HI There!
I hope 2008 is going really well for each and every one of you so far! So, the send process I mentioned earlier was Journaling. Journaling is simply writing but also so much more. What you journal about is up to you. There are as many different ways to keep a journal. Just a few examples are:
Daily Diary - Writing a daily journal is one way to balance your emotional ups and downs. It is also an excellent way to communicate with your inner self.
Gratitude Journal - Express your joy and happiness by keeping a gratitude journal. Make a note of everything, no matter how small or how big, that gives you joy or brings you happiness. It is always beneficial to focus on the positives, but it is especially healing during the bumpy times to be able to turn to a book filled with positivity and gratitude in your own handwriting.
Dream Diary - Scenarios and symbology experienced during slumber have special meanings. Record your dreams first thing in the morning while they are still fresh in your mind. Self analysis will come later when you have the time to explore the scribblings in your dream diary.

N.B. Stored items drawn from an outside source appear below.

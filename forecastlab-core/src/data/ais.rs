//! Daily aggregation of AIS vessel-event logs.
//!
//! Each input CSV holds one row per event with a timestamp, an optional
//! event type and an optional vessel identifier. Events are floored to the
//! calendar day and counted per day:
//!
//! - `departures`: events whose type contains `DEP`, or every event when no
//!   input carries an event column
//! - `arrivals`: events whose type contains `ARR` (only with an event column)
//! - `unique_vessels`: distinct identifiers that day (only with a vessel column)

use chrono::NaiveDate;
use polars::prelude::*;
use std::path::{Path, PathBuf};
use tracing::{info, warn};

use super::loader::{coerce_numeric, parse_date, read_error};
use super::source::DataError;
use crate::domain::{DailySeries, SeriesColumn, DATE_COLUMN};

pub const DEPARTURES: &str = "departures";
pub const ARRIVALS: &str = "arrivals";
pub const UNIQUE_VESSELS: &str = "unique_vessels";

const TIME_FALLBACKS: [&str; 5] = ["time", "datetime", "ts", "Timestamp", "DateTime"];
const VESSEL_FIELDS: [&str; 5] = ["vessel_id", "mmsi", "MMSI", "imo", "IMO"];

/// Column names in the raw event files.
#[derive(Debug, Clone, PartialEq, Eq)]
pub struct AisOptions {
    /// Preferred timestamp column; common alternatives are tried after it.
    pub time_column: String,
    pub event_column: String,
}

impl Default for AisOptions {
    fn default() -> Self {
        Self {
            time_column: "timestamp".into(),
            event_column: "event_type".into(),
        }
    }
}

/// Events from every input, one entry per row with a parseable timestamp.
#[derive(Default)]
struct Events {
    dates: Vec<String>,
    kinds: Vec<Option<String>>,
    vessels: Vec<Option<String>>,
    has_kind: bool,
    has_vessel: bool,
}

/// Aggregate event files into a daily series named `ais`.
pub fn aggregate_ais(paths: &[PathBuf], options: &AisOptions) -> Result<DailySeries, DataError> {
    let mut events = Events::default();
    for path in paths {
        read_events(path, options, &mut events)?;
    }
    if events.dates.is_empty() {
        return Err(DataError::EmptyResponse { series: "ais".into() });
    }

    let daily = daily_counts(&events).map_err(|e| DataError::Read {
        path: "ais".into(),
        reason: e.to_string(),
    })?;
    let series = into_series(&daily)?;
    info!(
        files = paths.len(),
        events = events.dates.len(),
        days = series.len(),
        "aggregated AIS events"
    );
    Ok(series)
}

fn read_events(path: &Path, options: &AisOptions, events: &mut Events) -> Result<(), DataError> {
    // Every column as text: identifiers must not be coerced to numbers.
    let df = CsvReadOptions::default()
        .with_has_header(true)
        .with_infer_schema_length(Some(0))
        .try_into_reader_with_file_path(Some(path.to_path_buf()))
        .and_then(|reader| reader.finish())
        .map_err(|e| read_error(path, e))?;

    let has = |name: &str| df.get_column_index(name).is_some();
    let time_column = std::iter::once(options.time_column.as_str())
        .chain(TIME_FALLBACKS)
        .find(|name| has(*name))
        .ok_or_else(|| DataError::MissingColumn {
            name: path.display().to_string(),
            column: options.time_column.clone(),
        })?;
    let vessel_column = VESSEL_FIELDS.into_iter().find(|name| has(*name));
    let kind_column = Some(options.event_column.as_str()).filter(|name| has(*name));
    events.has_kind |= kind_column.is_some();
    events.has_vessel |= vessel_column.is_some();

    let text = |name: &str| -> Result<Vec<Option<String>>, DataError> {
        let column = df.column(name).map_err(|e| read_error(path, e))?;
        let strings = column
            .as_materialized_series()
            .cast(&DataType::String)
            .map_err(|e| read_error(path, e))?;
        let chunks = strings.str().map_err(|e| read_error(path, e))?;
        Ok(chunks
            .into_iter()
            .map(|v| v.map(str::trim).filter(|s| !s.is_empty()).map(str::to_string))
            .collect())
    };
    let optional = |name: Option<&str>| -> Result<Vec<Option<String>>, DataError> {
        match name {
            Some(name) => text(name),
            None => Ok(vec![None; df.height()]),
        }
    };

    let times = text(time_column)?;
    let kinds = optional(kind_column)?;
    let vessels = optional(vessel_column)?;

    let mut dropped = 0usize;
    for ((time, kind), vessel) in times.into_iter().zip(kinds).zip(vessels) {
        let Some(date) = time.as_deref().and_then(parse_date) else {
            dropped += 1;
            continue;
        };
        events.dates.push(date.to_string());
        events.kinds.push(kind.map(|k| k.to_uppercase()));
        events.vessels.push(vessel);
    }
    if dropped > 0 {
        warn!(path = %path.display(), dropped, "AIS rows with unparseable timestamps dropped");
    }
    Ok(())
}

/// Group events by day. Dates are ISO strings, so a lexical sort is a
/// chronological one.
fn daily_counts(events: &Events) -> PolarsResult<DataFrame> {
    let flag = |marker: &str| -> Vec<u32> {
        events
            .kinds
            .iter()
            .map(|kind| match (events.has_kind, kind) {
                (false, _) => u32::from(marker == "DEP"),
                (true, Some(kind)) => u32::from(kind.contains(marker)),
                (true, None) => 0,
            })
            .collect()
    };

    let mut columns = vec![
        Column::new(DATE_COLUMN.into(), events.dates.clone()),
        Column::new(DEPARTURES.into(), flag("DEP")),
    ];
    let mut aggs = vec![col(DEPARTURES).sum().cast(DataType::Float64)];
    if events.has_kind {
        columns.push(Column::new(ARRIVALS.into(), flag("ARR")));
        aggs.push(col(ARRIVALS).sum().cast(DataType::Float64));
    }
    if events.has_vessel {
        columns.push(Column::new(UNIQUE_VESSELS.into(), events.vessels.clone()));
        aggs.push(
            col(UNIQUE_VESSELS)
                .drop_nulls()
                .n_unique()
                .cast(DataType::Float64),
        );
    }

    DataFrame::new(columns)?
        .lazy()
        .group_by([col(DATE_COLUMN)])
        .agg(aggs)
        .sort([DATE_COLUMN], SortMultipleOptions::default())
        .collect()
}

fn into_series(daily: &DataFrame) -> Result<DailySeries, DataError> {
    let polars_error = |e: PolarsError| DataError::Read {
        path: "ais".into(),
        reason: e.to_string(),
    };

    let date_column = daily.column(DATE_COLUMN).map_err(polars_error)?;
    let dates: Vec<NaiveDate> = date_column
        .as_materialized_series()
        .str()
        .map_err(polars_error)?
        .into_iter()
        .filter_map(|d| d.and_then(parse_date))
        .collect();

    let mut columns = Vec::new();
    for name in [DEPARTURES, ARRIVALS, UNIQUE_VESSELS] {
        if let Ok(column) = daily.column(name) {
            let values = coerce_numeric(column.as_materialized_series()).map_err(polars_error)?;
            columns.push(SeriesColumn::new(name, values));
        }
    }
    Ok(DailySeries::new("ais", dates, columns)?)
}

#[cfg(test)]
mod tests {
    use super::*;

    fn events(rows: &[(&str, Option<&str>, Option<&str>)], has_kind: bool, has_vessel: bool) -> Events {
        Events {
            dates: rows.iter().map(|r| r.0.to_string()).collect(),
            kinds: rows.iter().map(|r| r.1.map(str::to_string)).collect(),
            vessels: rows.iter().map(|r| r.2.map(str::to_string)).collect(),
            has_kind,
            has_vessel,
        }
    }

    fn values(series: &DailySeries, column: &str) -> Vec<Option<f64>> {
        series.column(column).unwrap().values.clone()
    }

    #[test]
    fn counts_by_event_type_and_vessel() {
        let ev = events(
            &[
                ("2024-03-02", Some("DEPARTURE"), Some("a")),
                ("2024-03-01", Some("ARRIVAL"), Some("a")),
                ("2024-03-01", Some("DEP"), Some("b")),
                ("2024-03-01", Some("DEP"), Some("b")),
                ("2024-03-02", Some("MOORED"), None),
            ],
            true,
            true,
        );
        let series = into_series(&daily_counts(&ev).unwrap()).unwrap();
        assert_eq!(
            series.dates(),
            &[
                NaiveDate::from_ymd_opt(2024, 3, 1).unwrap(),
                NaiveDate::from_ymd_opt(2024, 3, 2).unwrap()
            ]
        );
        assert_eq!(values(&series, DEPARTURES), vec![Some(2.0), Some(1.0)]);
        assert_eq!(values(&series, ARRIVALS), vec![Some(1.0), Some(0.0)]);
        assert_eq!(values(&series, UNIQUE_VESSELS), vec![Some(2.0), Some(1.0)]);
    }

    #[test]
    fn without_event_column_every_row_is_a_departure() {
        let ev = events(&[("2024-03-01", None, None), ("2024-03-01", None, None)], false, false);
        let series = into_series(&daily_counts(&ev).unwrap()).unwrap();
        assert_eq!(series.column_names(), vec![DEPARTURES]);
        assert_eq!(values(&series, DEPARTURES), vec![Some(2.0)]);
    }

    #[test]
    fn default_options() {
        let options = AisOptions::default();
        assert_eq!(options.time_column, "timestamp");
        assert_eq!(options.event_column, "event_type");
    }
}
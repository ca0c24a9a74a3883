//! Bagged regression forest.
//!
//! Each tree is grown on a bootstrap sample of the training rows with every
//! feature considered at every split. Tree `i` draws its sample from its own
//! seed, so the fitted forest does not depend on how rayon schedules work.

use rand::Rng;
use rayon::prelude::*;

use forecastlab_core::domain::FeatureMatrix;
use forecastlab_core::rng::SeedHierarchy;

use super::tree::{RegressionTree, TreeParams};
use super::{check_columns, check_training, Estimator, EstimatorError, ModelArtifact, Predictor};

pub const DEFAULT_TREES: usize = 500;

#[derive(Debug, Clone, Copy)]
pub struct RandomForest {
    n_trees: usize,
    params: TreeParams,
    seed: u64,
}

impl RandomForest {
    pub fn new(seed: u64) -> Self {
        Self {
            n_trees: DEFAULT_TREES,
            params: TreeParams::default(),
            seed,
        }
    }

    pub fn with_trees(mut self, n_trees: usize) -> Self {
        self.n_trees = n_trees.max(1);
        self
    }

    pub fn with_params(mut self, params: TreeParams) -> Self {
        self.params = params;
        self
    }
}

impl Estimator for RandomForest {
    fn name(&self) -> &str {
        "rf"
    }

    fn fit(&self, x: &FeatureMatrix, y: &[f64]) -> Result<Box<dyn Predictor>, EstimatorError> {
        check_training(x, y)?;
        let n = x.n_rows();
        let seeds = SeedHierarchy::new(self.seed);

        let trees: Vec<RegressionTree> = (0..self.n_trees)
            .into_par_iter()
            .map(|i| {
                let mut rng = seeds.rng_for("rf-bootstrap", 0, i as u64);
                let sample: Vec<usize> = (0..n).map(|_| rng.gen_range(0..n)).collect();
                RegressionTree::fit(x, y, &sample, &self.params)
            })
            .collect();

        Ok(Box::new(ForestModel::new(x.n_cols(), trees)))
    }
}

#[derive(Debug, Clone, PartialEq)]
pub struct ForestModel {
    n_features: usize,
    trees: Vec<RegressionTree>,
}

impl ForestModel {
    pub fn new(n_features: usize, trees: Vec<RegressionTree>) -> Self {
        Self { n_features, trees }
    }

    pub fn n_trees(&self) -> usize {
        self.trees.len()
    }
}

impl Predictor for ForestModel {
    fn predict(&self, x: &FeatureMatrix) -> Result<Vec<f64>, EstimatorError> {
        check_columns(self.n_features, x)?;
        if self.trees.is_empty() {
            return Ok(vec![0.0; x.n_rows()]);
        }
        let n_trees = self.trees.len() as f64;
        Ok((0..x.n_rows())
            .into_par_iter()
            .map(|r| {
                let row = x.row(r);
                // sequential sum keeps the result independent of thread count
                self.trees.iter().map(|t| t.predict_row(row)).sum::<f64>() / n_trees
            })
            .collect())
    }

    fn artifact(&self) -> Option<ModelArtifact> {
        Some(ModelArtifact::Forest {
            n_features: self.n_features,
            trees: self.trees.clone(),
        })
    }
}

#[cfg(test)]
mod tests {
    use super::*;
    use crate::estimator::test_support::{linear_data, step_data};

    #[test]
    fn same_seed_same_forest() {
        let (x, y) = linear_data(50);
        let a = RandomForest::new(42).with_trees(25).fit(&x, &y).unwrap();
        let b = RandomForest::new(42).with_trees(25).fit(&x, &y).unwrap();
        assert_eq!(a.artifact(), b.artifact());
        assert_eq!(a.predict(&x).unwrap(), b.predict(&x).unwrap());
    }

    #[test]
    fn different_seed_different_bootstrap() {
        let (x, y) = linear_data(50);
        let a = RandomForest::new(1).with_trees(10).fit(&x, &y).unwrap();
        let b = RandomForest::new(2).with_trees(10).fit(&x, &y).unwrap();
        assert_ne!(a.artifact(), b.artifact());
    }

    #[test]
    fn predictions_stay_within_target_range() {
        let (x, y) = step_data(40);
        let model = RandomForest::new(7).with_trees(30).fit(&x, &y).unwrap();
        for p in model.predict(&x).unwrap() {
            assert!((1.0..=4.0).contains(&p), "{p}");
        }
    }

    #[test]
    fn artifact_round_trips_through_json() {
        let (x, y) = linear_data(30);
        let model = RandomForest::new(3).with_trees(5).fit(&x, &y).unwrap();
        let json = serde_json::to_string(&model.artifact().unwrap()).unwrap();
        let back: ModelArtifact = serde_json::from_str(&json).unwrap();
        assert_eq!(back.into_predictor().predict(&x).unwrap(), model.predict(&x).unwrap());
    }

    #[test]
    fn default_forest_size() {
        let (x, y) = step_data(12);
        let model = RandomForest::new(0).fit(&x, &y).unwrap();
        match model.artifact().unwrap() {
            ModelArtifact::Forest { trees, .. } => assert_eq!(trees.len(), DEFAULT_TREES),
            other => panic!("unexpected artifact {other:?}"),
        }
    }
}
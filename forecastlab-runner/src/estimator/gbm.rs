//! Gradient boosting on squared error.
//!
//! Starts from the training mean and adds `n_stages` depth-limited trees,
//! each fit to the current residuals and shrunk by `learning_rate`.

use forecastlab_core::domain::FeatureMatrix;

use super::tree::{RegressionTree, TreeParams};
use super::{check_columns, check_training, Estimator, EstimatorError, ModelArtifact, Predictor};

#[derive(Debug, Clone, Copy)]
pub struct GradientBoosting {
    n_stages: usize,
    learning_rate: f64,
    params: TreeParams,
}

impl Default for GradientBoosting {
    fn default() -> Self {
        Self {
            n_stages: 100,
            learning_rate: 0.1,
            params: TreeParams::with_max_depth(3),
        }
    }
}

impl GradientBoosting {
    pub fn new(n_stages: usize, learning_rate: f64, max_depth: usize) -> Self {
        Self {
            n_stages,
            learning_rate,
            params: TreeParams::with_max_depth(max_depth),
        }
    }
}

impl Estimator for GradientBoosting {
    fn name(&self) -> &str {
        "gbm"
    }

    fn fit(&self, x: &FeatureMatrix, y: &[f64]) -> Result<Box<dyn Predictor>, EstimatorError> {
        check_training(x, y)?;
        let n = x.n_rows();
        let rows: Vec<usize> = (0..n).collect();
        let init = y.iter().sum::<f64>() / n as f64;

        let mut fitted = vec![init; n];
        let mut residual = vec![0.0; n];
        let mut trees = Vec::with_capacity(self.n_stages);
        for _ in 0..self.n_stages {
            for ((r, t), f) in residual.iter_mut().zip(y).zip(&fitted) {
                *r = t - f;
            }
            let tree = RegressionTree::fit(x, &residual, &rows, &self.params);
            for (i, f) in fitted.iter_mut().enumerate() {
                *f += self.learning_rate * tree.predict_row(x.row(i));
            }
            trees.push(tree);
        }

        Ok(Box::new(GbmModel::new(x.n_cols(), init, self.learning_rate, trees)))
    }
}

#[derive(Debug, Clone, PartialEq)]
pub struct GbmModel {
    n_features: usize,
    init: f64,
    learning_rate: f64,
    trees: Vec<RegressionTree>,
}

impl GbmModel {
    pub fn new(n_features: usize, init: f64, learning_rate: f64, trees: Vec<RegressionTree>) -> Self {
        Self {
            n_features,
            init,
            learning_rate,
            trees,
        }
    }
}

impl Predictor for GbmModel {
    fn predict(&self, x: &FeatureMatrix) -> Result<Vec<f64>, EstimatorError> {
        check_columns(self.n_features, x)?;
        Ok((0..x.n_rows())
            .map(|r| {
                let row = x.row(r);
                self.trees
                    .iter()
                    .fold(self.init, |acc, t| acc + self.learning_rate * t.predict_row(row))
            })
            .collect())
    }

    fn artifact(&self) -> Option<ModelArtifact> {
        Some(ModelArtifact::Gbm {
            n_features: self.n_features,
            init: self.init,
            learning_rate: self.learning_rate,
            trees: self.trees.clone(),
        })
    }
}
//! FeatureSynthesizer: aligned table -> feature table.

use tracing::debug;

use super::calendar::calendar_columns;
use super::window::{ColumnFeature, Lag, Rolling};
use super::{FeatureConfig, FeatureError};
use crate::domain::{AlignedTable, ColumnRole, FeatureTable, Frame, FrameColumn};

/// Appends calendar, lag and rolling columns. Row count is unchanged.
#[derive(Debug, Clone, Default)]
pub struct FeatureSynthesizer {
    config: FeatureConfig,
}

impl FeatureSynthesizer {
    pub fn new(config: FeatureConfig) -> Self {
        Self { config }
    }

    pub fn config(&self) -> &FeatureConfig {
        &self.config
    }

    pub fn synthesize(&self, aligned: AlignedTable) -> Result<FeatureTable, FeatureError> {
        self.config.validate()?;
        let (mut frame, anchor) = aligned.into_parts();

        for column in calendar_columns(frame.dates()) {
            frame.push_column(column)?;
        }

        let mut lag_bases = vec![anchor.clone()];
        lag_bases.extend(self.config.lag_columns.iter().filter(|c| **c != anchor).cloned());
        for base in &lag_bases {
            for &k in &self.config.lags {
                derive(&mut frame, base, &Lag::new(base, k), ColumnRole::Lag)?;
            }
        }

        for spec in &self.config.rolling {
            let base = spec.column.as_deref().unwrap_or(&anchor);
            derive(&mut frame, base, &Rolling::new(base, spec.window, spec.agg), ColumnRole::Rolling)?;
        }

        debug!(
            rows = frame.height(),
            columns = frame.columns().len(),
            "synthesized features"
        );
        Ok(FeatureTable::new(frame, anchor))
    }
}

/// Compute `feature` from `base` and append it.
///
/// Only source columns (anchor or exogenous) may be a base, so a derived
/// feature never feeds another one.
fn derive(
    frame: &mut Frame,
    base: &str,
    feature: &dyn ColumnFeature,
    role: ColumnRole,
) -> Result<(), FeatureError> {
    let values = match frame.column(base) {
        Some(col) if matches!(col.role, ColumnRole::Anchor | ColumnRole::Exogenous) => {
            feature.compute(&col.values)
        }
        _ => {
            return Err(FeatureError::UnknownColumn {
                column: base.to_string(),
            })
        }
    };
    frame.push_column(FrameColumn::new(feature.name(), role, values))?;
    Ok(())
}
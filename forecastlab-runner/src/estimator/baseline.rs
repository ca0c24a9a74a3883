//! Training-mean baseline.

use forecastlab_core::domain::FeatureMatrix;

use super::{check_training, Estimator, EstimatorError, ModelArtifact, Predictor};

/// Predicts the mean training target for every row.
#[derive(Debug, Clone, Copy, Default)]
pub struct MeanBaseline;

impl Estimator for MeanBaseline {
    fn name(&self) -> &str {
        "mean"
    }

    fn fit(&self, x: &FeatureMatrix, y: &[f64]) -> Result<Box<dyn Predictor>, EstimatorError> {
        check_training(x, y)?;
        let mean = y.iter().sum::<f64>() / y.len() as f64;
        Ok(Box::new(ConstantModel::new(mean)))
    }
}

#[derive(Debug, Clone, Copy, PartialEq)]
pub struct ConstantModel {
    value: f64,
}

impl ConstantModel {
    pub fn new(value: f64) -> Self {
        Self { value }
    }

    pub fn value(&self) -> f64 {
        self.value
    }
}

impl Predictor for ConstantModel {
    fn predict(&self, x: &FeatureMatrix) -> Result<Vec<f64>, EstimatorError> {
        Ok(vec![self.value; x.n_rows()])
    }

    fn artifact(&self) -> Option<ModelArtifact> {
        Some(ModelArtifact::Constant { value: self.value })
    }
}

Travel Log - Jotting down your vacation highlights as you experience new places and different cultures will keep these special adventures alive forever.
Memories Journal - Writing down stories about your childhood makes for a good keepsake to pass down to your children, grandchildren, and to be cherished by generations to come. While you're at it, write down the stories told to you by your parents and grandparents. So many stories, so little time. Write them down before they are lost forever.
Garden Journal – Keeping track of plants, weather, birds spotted, butterflies, new things spotted every day. This allows folks to compare the life of their garden from year to year.
Scrapbooking – Yup, even this is considered a form of journaling!
The journaling that I do is a combination of the first two mentioned above. I write daily, but I don’t really consider it a diary. I do have a section where each day I do write about what I am grateful for. Reflecting on gratitude really sets me in a great frame of mind before I do any casting or candle work. Journaling helps clear my head and organize my thoughts and feelings. As the weeks pass by, its become more and more part of my regular routine, and easier , too!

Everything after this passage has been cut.